PROBLEM STATEMENT.
Filter the listing below, please, and copy only the lines with the word "Deserialize".

GIVEN RECORDS.
_ _ _ _ _ _ _

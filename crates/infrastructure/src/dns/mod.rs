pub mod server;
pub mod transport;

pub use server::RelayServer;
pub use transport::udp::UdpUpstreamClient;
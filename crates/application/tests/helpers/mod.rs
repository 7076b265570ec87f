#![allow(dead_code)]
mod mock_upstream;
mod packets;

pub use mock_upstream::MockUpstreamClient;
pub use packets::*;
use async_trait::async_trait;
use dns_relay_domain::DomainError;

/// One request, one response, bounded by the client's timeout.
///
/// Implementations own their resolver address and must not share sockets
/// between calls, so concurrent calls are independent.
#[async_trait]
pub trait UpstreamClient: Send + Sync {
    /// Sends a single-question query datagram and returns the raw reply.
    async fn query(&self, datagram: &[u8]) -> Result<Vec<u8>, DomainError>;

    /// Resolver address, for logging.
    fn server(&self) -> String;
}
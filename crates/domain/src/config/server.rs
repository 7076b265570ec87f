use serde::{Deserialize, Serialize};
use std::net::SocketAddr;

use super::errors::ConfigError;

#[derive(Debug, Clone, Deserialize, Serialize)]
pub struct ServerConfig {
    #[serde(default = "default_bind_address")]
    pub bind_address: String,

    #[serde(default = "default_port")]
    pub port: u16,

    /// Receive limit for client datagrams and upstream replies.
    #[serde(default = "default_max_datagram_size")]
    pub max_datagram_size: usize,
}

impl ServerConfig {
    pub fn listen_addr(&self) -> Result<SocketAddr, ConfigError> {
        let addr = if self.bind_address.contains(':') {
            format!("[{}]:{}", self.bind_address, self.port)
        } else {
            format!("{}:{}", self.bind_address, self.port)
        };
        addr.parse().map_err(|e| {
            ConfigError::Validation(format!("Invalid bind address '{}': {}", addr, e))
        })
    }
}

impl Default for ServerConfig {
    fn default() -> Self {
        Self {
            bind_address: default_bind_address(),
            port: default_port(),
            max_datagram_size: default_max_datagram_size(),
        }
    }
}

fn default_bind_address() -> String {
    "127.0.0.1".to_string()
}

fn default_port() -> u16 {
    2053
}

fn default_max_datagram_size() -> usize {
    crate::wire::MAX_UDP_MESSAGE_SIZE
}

_ _ _ _ _ _ _

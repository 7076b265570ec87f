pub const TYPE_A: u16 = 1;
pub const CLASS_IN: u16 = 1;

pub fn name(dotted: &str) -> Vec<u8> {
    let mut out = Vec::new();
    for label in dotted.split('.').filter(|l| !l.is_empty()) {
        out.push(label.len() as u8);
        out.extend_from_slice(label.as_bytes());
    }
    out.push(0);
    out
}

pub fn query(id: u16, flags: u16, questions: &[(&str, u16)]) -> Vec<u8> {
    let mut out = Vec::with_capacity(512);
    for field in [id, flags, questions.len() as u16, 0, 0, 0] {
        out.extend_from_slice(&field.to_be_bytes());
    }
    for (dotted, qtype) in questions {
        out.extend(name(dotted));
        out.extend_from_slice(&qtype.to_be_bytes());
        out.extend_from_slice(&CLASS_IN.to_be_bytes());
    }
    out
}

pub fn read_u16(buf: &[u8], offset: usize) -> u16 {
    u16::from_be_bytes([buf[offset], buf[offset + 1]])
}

_ _ _ _ _ _ _

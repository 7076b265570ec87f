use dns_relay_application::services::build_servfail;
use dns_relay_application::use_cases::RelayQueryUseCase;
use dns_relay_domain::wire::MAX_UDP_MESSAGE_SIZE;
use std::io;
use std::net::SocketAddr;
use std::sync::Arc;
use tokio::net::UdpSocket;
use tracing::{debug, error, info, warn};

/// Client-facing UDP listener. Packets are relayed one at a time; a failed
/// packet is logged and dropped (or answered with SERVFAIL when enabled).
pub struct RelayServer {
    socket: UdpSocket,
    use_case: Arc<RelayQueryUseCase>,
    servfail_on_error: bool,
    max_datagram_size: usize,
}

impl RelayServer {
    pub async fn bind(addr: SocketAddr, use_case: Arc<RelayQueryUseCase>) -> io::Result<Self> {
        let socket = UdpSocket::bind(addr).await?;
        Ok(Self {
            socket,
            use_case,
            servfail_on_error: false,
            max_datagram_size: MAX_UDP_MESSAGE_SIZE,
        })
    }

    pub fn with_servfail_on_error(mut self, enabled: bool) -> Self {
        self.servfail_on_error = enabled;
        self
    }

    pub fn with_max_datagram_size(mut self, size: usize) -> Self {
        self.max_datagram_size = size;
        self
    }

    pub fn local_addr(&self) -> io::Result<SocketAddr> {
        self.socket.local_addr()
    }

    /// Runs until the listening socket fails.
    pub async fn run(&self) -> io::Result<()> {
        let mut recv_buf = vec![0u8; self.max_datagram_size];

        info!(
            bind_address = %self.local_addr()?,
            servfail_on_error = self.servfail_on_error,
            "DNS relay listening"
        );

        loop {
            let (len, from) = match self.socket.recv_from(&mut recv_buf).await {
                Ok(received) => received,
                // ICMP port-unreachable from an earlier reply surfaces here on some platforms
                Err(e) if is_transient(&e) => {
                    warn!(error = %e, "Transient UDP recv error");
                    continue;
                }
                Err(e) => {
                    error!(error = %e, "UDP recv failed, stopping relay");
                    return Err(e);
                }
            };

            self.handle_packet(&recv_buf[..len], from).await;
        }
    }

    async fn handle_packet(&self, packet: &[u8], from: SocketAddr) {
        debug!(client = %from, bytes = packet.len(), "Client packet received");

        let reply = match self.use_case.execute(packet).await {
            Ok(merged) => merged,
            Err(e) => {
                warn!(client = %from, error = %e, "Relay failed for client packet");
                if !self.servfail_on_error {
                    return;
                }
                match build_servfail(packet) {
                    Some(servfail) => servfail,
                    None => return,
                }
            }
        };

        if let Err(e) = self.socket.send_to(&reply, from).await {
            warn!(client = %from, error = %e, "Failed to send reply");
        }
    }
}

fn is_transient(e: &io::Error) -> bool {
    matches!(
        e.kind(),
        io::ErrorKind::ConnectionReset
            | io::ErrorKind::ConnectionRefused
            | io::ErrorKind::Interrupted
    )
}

_ _ _ _ _ _ _

PROBLEM SOLUTION.
use serde::{Deserialize, Serialize};
#[derive(Debug, Clone, Deserialize, Serialize)]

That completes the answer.